Ensuite, c’est la Loi de 2002, dite Loi «Kouchner», en faveur des droits des malades qui est votée. Cette Loi concerne les malades en général et non exclusivement les malades en fin de vie. Elle donne plus de pouvoir aux patients en leur octroyant le droit au consentement éclairé et à l’information, le droit d’accéder à leur dossier médical, le droit de refuser un traitement et le droit de désigner une personne de confiance. (12) Le 22 Aout 2005, c’est au tour de la Loi dite « Léonetti » d’être votée. (13) Cette Loi est un grand changement dans le paysage médical de la fin de vie puisqu’elle permet d’encadrer d’avantage la fin de vie en France. La personne a le droit d’interrompre ou de ne pas entreprendre de « traitements jugés inutiles, disproportionnés au n’ayant pour effet que le maintien artificiel de la vie ». Cela donne le droit à la non obstination déraisonnable. De plus, cette Loi encadre d’avantage la possibilité d’utiliser des traitements pour soulager la souffrance au risque d’abréger la vie. Elle ouvre également le droit à toute personne qui le souhaite de rédiger des directives anticipées concernant sa fin de vie.
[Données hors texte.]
use axum::extract::State;
use axum::extract::ws::{Message, WebSocket, WebSocketUpgrade};
use axum::http::{HeaderMap, StatusCode, header};
use axum::response::{IntoResponse, Response};
use axum::routing::get;
use axum::{Json, Router};
use futures::{SinkExt, StreamExt};
use shared::client::{Profile, ProfileResponse};
use shared::{ApiResponse, Frame, SessionIdentity};
use std::sync::Arc;
use tokio::sync::mpsc;
use tower_http::cors::CorsLayer;
use tower_http::trace::TraceLayer;
use uuid::Uuid;

use crate::state::{AppState, SocketCommand};

fn bearer(headers: &HeaderMap) -> Option<&str> {
    headers
        .get(header::AUTHORIZATION)
        .and_then(|h| h.to_str().ok())
        .and_then(|v| v.strip_prefix("Bearer "))
}

fn unauthorized(message: &str) -> Response {
    (
        StatusCode::UNAUTHORIZED,
        Json(ApiResponse::<Profile>::error(message)),
    )
        .into_response()
}

/// GET /health
async fn health() -> Json<serde_json::Value> {
    Json(serde_json::json!({ "status": "ok" }))
}

/// GET /profile: profile of the bearer token's owner
async fn profile(State(state): State<Arc<AppState>>, headers: HeaderMap) -> Response {
    let Some(token) = bearer(&headers) else {
        return unauthorized("Missing or invalid Authorization header");
    };

    match state.profile_for(token) {
        Some(profile) => {
            let response: ProfileResponse = ApiResponse::ok(profile).with_message("Profile fetched");
            Json(response).into_response()
        }
        None => unauthorized("Invalid token"),
    }
}

/// GET /socket: upgrade to the realtime channel.
///
/// A bearer token is optional; a wrong one is rejected before the upgrade.
async fn socket(
    State(state): State<Arc<AppState>>,
    headers: HeaderMap,
    ws: WebSocketUpgrade,
) -> Response {
    if let Some(token) = bearer(&headers)
        && state.profile_for(token).is_none()
    {
        return unauthorized("Invalid token");
    }
    ws.on_upgrade(move |socket| handle_socket(socket, state))
}

async fn handle_socket(socket: WebSocket, state: Arc<AppState>) {
    let (mut ws_sink, mut ws_stream) = socket.split();
    let (cmd_tx, mut cmd_rx) = mpsc::unbounded_channel();
    let id = state.register(cmd_tx);
    tracing::info!(socket = %id, "Realtime socket connected");

    loop {
        tokio::select! {
            msg = ws_stream.next() => {
                match msg {
                    Some(Ok(Message::Text(text))) => handle_frame(&state, id, text.as_str()),
                    Some(Ok(Message::Ping(data))) => {
                        let _ = ws_sink.send(Message::Pong(data)).await;
                    }
                    Some(Ok(Message::Close(_))) | None => {
                        tracing::info!(socket = %id, "Realtime socket disconnected");
                        break;
                    }
                    Some(Err(e)) => {
                        tracing::warn!(socket = %id, "Realtime socket error: {e}");
                        break;
                    }
                    _ => {} // Binary, Pong: ignore
                }
            }

            cmd = cmd_rx.recv() => {
                match cmd {
                    Some(SocketCommand::Push(frame)) => {
                        let sent = match frame.to_text() {
                            Ok(text) => ws_sink.send(Message::Text(text.into())).await.is_ok(),
                            Err(e) => {
                                tracing::error!(socket = %id, "Failed to encode frame: {e}");
                                true
                            }
                        };
                        if !sent {
                            break;
                        }
                    }
                    Some(SocketCommand::Kick) | None => {
                        tracing::info!(socket = %id, "Kicking realtime socket");
                        let _ = ws_sink.send(Message::Close(None)).await;
                        break;
                    }
                }
            }
        }
    }

    state.unregister(id);
}

fn handle_frame(state: &AppState, id: Uuid, text: &str) {
    let frame = match Frame::from_text(text) {
        Ok(frame) => frame,
        Err(e) => {
            tracing::warn!(socket = %id, "Malformed frame: {e}");
            return;
        }
    };

    if frame.is_identify() {
        match frame.parse_data::<SessionIdentity>() {
            Ok(identity) if identity.has_user_id() => {
                tracing::info!(socket = %id, %identity, "Socket identified");
                state.record_identify(id, identity);
            }
            Ok(_) => tracing::warn!(socket = %id, "identify without a user id"),
            Err(e) => tracing::warn!(socket = %id, "Bad identify payload: {e}"),
        }
    } else {
        tracing::debug!(socket = %id, event = %frame.event, "Client event");
    }
}

pub fn router(state: Arc<AppState>) -> Router {
    Router::new()
        .route("/health", get(health))
        .route("/profile", get(profile))
        .route("/socket", get(socket))
        .layer(TraceLayer::new_for_http())
        .layer(CorsLayer::permissive())
        .with_state(state)
}
//! Logging setup for apps embedding the client
//!
//! `RUST_LOG` overrides `level` when set.

use tracing_subscriber::util::{SubscriberInitExt, TryInitError};
use tracing_subscriber::{EnvFilter, fmt, layer::SubscriberExt};

/// Install a global subscriber.
///
/// * `level` - Log level (e.g., "info", "debug", "realtime_client=trace")
/// * `json_format` - JSON lines (production) or pretty console output (development)
///
/// Fails if a global subscriber is already installed.
pub fn init_logger(level: &str, json_format: bool) -> Result<(), TryInitError> {
    let env_filter = EnvFilter::try_from_default_env().unwrap_or_else(|_| EnvFilter::new(level));
    let subscriber = tracing_subscriber::registry().with(env_filter);

    if json_format {
        let console_layer = fmt::layer()
            .json()
            .with_target(true)
            .with_current_span(true)
            .with_thread_ids(true)
            .with_file(true)
            .with_line_number(true);
        subscriber.with(console_layer).try_init()
    } else {
        let console_layer = fmt::layer()
            .with_target(true)
            .with_thread_ids(false)
            .with_file(true)
            .with_line_number(true);
        subscriber.with(console_layer).try_init()
    }
}

#[cfg(test)]
mod tests {
    use super::*;

    #[test]
    fn test_second_init_fails() {
        // Another test may have installed one first; either way the second call must fail
        let _ = init_logger("debug", false);
        assert!(init_logger("info", true).is_err());
    }
}
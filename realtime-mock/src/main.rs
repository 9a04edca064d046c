use realtime_mock::{AppState, MockConfig, MockServer};
use std::sync::Arc;

#[tokio::main]
async fn main() -> anyhow::Result<()> {
    // Load .env file
    dotenv::dotenv().ok();

    tracing_subscriber::fmt()
        .with_env_filter(
            tracing_subscriber::EnvFilter::try_from_default_env()
                .unwrap_or_else(|_| "realtime_mock=info,tower_http=info".into()),
        )
        .init();

    let config = MockConfig::from_env();

    let state = Arc::new(AppState::new());
    for (token, user_id) in &config.tokens {
        state.add_token(token.clone(), user_id.clone());
    }
    tracing::info!(tokens = config.tokens.len(), "Starting realtime mock");

    let server = MockServer::start(&config.bind_addr, state).await?;
    tracing::info!("Profile: {}/profile  Socket: {}", server.api_url(), server.socket_url());

    tokio::signal::ctrl_c().await?;
    tracing::info!("Shutting down");
    drop(server);
    Ok(())
}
A cette époque ces directives sont non contraignantes pour le médecin, seulement consultatives et ont une durée limitée de 3 ans.
Enfin, c’est la dernière Loi en vigueur, la Loi Claeys Léonetti de 2016 qui ouvre de nouveaux droits pour les personnes en fin de vie et précise certains droits de la Loi de 2005. Ainsi les directives anticipées une fois rédigées, sont illimitées dans le temps et surtout elles deviennent contraignantes pour le médecin sauf en cas d’urgence ou par leur caractère inapproprié.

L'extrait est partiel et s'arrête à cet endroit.